* Work task *
Use the entries below and reproduce exactly the lines from the one containing "let body = GenerateContentRequest" down to the one containing "let status = response.status();", both of them included.

* Data to examine *
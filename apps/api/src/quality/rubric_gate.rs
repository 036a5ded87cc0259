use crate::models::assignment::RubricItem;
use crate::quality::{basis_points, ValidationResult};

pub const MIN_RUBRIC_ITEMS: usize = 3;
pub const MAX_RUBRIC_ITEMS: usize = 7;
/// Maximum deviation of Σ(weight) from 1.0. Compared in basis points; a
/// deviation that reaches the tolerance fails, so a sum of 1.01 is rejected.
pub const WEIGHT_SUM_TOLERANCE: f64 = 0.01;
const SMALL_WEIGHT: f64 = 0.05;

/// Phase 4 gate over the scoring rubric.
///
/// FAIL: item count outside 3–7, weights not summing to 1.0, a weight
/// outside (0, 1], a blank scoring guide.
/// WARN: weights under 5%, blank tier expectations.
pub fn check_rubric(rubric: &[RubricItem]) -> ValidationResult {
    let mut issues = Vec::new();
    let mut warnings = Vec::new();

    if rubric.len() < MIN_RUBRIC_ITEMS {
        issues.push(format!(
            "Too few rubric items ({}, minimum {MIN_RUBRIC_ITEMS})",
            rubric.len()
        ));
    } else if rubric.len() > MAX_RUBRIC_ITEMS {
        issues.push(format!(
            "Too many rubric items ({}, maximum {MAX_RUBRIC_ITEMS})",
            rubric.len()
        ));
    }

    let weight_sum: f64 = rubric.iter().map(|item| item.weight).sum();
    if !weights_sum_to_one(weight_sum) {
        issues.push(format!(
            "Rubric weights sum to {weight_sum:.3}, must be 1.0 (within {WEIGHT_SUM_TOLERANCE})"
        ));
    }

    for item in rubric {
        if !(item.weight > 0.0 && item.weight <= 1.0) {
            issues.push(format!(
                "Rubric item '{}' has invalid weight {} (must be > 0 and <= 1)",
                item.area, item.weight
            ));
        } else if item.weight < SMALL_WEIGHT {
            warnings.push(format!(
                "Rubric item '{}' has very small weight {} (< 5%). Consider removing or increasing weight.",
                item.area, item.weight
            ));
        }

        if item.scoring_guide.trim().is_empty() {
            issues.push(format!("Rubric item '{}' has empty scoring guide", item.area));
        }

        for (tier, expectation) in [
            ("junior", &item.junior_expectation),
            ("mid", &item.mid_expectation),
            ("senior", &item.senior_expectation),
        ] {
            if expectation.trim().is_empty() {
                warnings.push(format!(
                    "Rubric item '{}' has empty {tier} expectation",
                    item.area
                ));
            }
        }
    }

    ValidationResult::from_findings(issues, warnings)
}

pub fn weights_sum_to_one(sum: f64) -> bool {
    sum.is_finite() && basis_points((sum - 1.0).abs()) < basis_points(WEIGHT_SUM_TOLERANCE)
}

---

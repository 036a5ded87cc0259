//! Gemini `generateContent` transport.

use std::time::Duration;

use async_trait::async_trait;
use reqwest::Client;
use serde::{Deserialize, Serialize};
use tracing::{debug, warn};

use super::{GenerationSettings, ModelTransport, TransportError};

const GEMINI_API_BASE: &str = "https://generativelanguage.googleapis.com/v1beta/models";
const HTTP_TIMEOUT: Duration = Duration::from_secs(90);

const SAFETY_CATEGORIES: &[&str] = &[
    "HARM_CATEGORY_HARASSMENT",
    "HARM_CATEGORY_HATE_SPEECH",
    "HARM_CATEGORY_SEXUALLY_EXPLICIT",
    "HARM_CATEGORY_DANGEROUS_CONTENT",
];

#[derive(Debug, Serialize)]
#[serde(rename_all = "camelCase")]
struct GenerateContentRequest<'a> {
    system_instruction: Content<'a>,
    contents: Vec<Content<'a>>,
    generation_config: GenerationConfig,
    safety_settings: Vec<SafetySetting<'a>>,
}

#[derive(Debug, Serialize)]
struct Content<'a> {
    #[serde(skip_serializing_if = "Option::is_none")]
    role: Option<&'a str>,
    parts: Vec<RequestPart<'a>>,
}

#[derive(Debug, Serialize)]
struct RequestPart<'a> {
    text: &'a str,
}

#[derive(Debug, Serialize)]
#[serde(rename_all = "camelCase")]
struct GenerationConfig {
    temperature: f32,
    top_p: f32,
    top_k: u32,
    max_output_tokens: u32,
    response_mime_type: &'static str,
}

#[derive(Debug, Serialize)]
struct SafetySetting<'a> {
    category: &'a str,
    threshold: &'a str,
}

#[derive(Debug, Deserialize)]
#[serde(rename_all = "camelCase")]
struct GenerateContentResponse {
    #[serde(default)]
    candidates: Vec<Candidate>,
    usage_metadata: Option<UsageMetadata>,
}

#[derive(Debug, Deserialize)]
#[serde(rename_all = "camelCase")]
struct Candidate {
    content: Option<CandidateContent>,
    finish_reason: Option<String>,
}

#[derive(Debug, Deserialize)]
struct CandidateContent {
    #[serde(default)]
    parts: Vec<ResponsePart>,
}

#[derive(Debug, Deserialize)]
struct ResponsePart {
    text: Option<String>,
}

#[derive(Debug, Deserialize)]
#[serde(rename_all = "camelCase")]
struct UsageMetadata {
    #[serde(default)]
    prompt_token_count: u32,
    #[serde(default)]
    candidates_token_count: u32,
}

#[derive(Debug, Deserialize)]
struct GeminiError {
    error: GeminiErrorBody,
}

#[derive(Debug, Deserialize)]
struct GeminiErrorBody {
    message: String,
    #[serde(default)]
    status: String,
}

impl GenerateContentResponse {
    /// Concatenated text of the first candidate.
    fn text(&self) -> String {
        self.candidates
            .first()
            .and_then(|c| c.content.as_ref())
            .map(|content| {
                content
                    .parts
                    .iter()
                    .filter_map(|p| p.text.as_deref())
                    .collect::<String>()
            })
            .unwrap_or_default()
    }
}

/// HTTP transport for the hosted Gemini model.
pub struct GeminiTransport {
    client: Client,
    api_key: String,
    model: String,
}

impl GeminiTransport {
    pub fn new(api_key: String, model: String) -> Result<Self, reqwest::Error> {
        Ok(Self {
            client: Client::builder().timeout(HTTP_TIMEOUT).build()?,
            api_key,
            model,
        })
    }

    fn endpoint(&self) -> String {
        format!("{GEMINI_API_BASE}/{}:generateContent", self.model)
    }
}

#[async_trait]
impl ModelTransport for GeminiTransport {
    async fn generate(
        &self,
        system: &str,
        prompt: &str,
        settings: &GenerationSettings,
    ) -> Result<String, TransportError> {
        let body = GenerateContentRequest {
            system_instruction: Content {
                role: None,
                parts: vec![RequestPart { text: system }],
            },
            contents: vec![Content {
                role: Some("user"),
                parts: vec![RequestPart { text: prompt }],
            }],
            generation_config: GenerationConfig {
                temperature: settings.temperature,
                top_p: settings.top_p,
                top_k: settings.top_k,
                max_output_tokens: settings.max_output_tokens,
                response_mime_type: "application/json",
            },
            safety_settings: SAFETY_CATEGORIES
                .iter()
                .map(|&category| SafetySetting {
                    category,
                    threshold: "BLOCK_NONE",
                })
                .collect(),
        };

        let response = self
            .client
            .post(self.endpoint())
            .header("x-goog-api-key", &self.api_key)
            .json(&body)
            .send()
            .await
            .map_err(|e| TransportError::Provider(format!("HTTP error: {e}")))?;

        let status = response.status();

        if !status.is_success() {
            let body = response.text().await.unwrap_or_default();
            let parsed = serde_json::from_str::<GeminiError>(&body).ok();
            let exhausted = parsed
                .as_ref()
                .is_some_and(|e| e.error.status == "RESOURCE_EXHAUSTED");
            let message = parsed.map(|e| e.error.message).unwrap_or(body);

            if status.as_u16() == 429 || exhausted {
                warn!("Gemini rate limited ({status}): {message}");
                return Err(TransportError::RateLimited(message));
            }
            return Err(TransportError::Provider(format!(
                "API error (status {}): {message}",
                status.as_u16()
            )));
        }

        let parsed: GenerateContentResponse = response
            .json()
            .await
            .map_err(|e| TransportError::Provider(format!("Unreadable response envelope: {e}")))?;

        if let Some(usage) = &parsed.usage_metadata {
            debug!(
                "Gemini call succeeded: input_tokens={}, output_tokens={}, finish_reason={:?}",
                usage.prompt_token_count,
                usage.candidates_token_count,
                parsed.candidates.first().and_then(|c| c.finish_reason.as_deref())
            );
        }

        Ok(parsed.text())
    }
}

* Output of the task *
        let body = GenerateContentRequest {
            system_instruction: Content {
                role: None,
                parts: vec![RequestPart { text: system }],
            },
            contents: vec![Content {
                role: Some("user"),
                parts: vec![RequestPart { text: prompt }],
            }],
            generation_config: GenerationConfig {
                temperature: settings.temperature,
                top_p: settings.top_p,
                top_k: settings.top_k,
                max_output_tokens: settings.max_output_tokens,
                response_mime_type: "application/json",
            },
            safety_settings: SAFETY_CATEGORIES
                .iter()
                .map(|&category| SafetySetting {
                    category,
                    threshold: "BLOCK_NONE",
                })
                .collect(),
        };

        let response = self
            .client
            .post(self.endpoint())
            .header("x-goog-api-key", &self.api_key)
            .json(&body)
            .send()
            .await
            .map_err(|e| TransportError::Provider(format!("HTTP error: {e}")))?;

        let status = response.status();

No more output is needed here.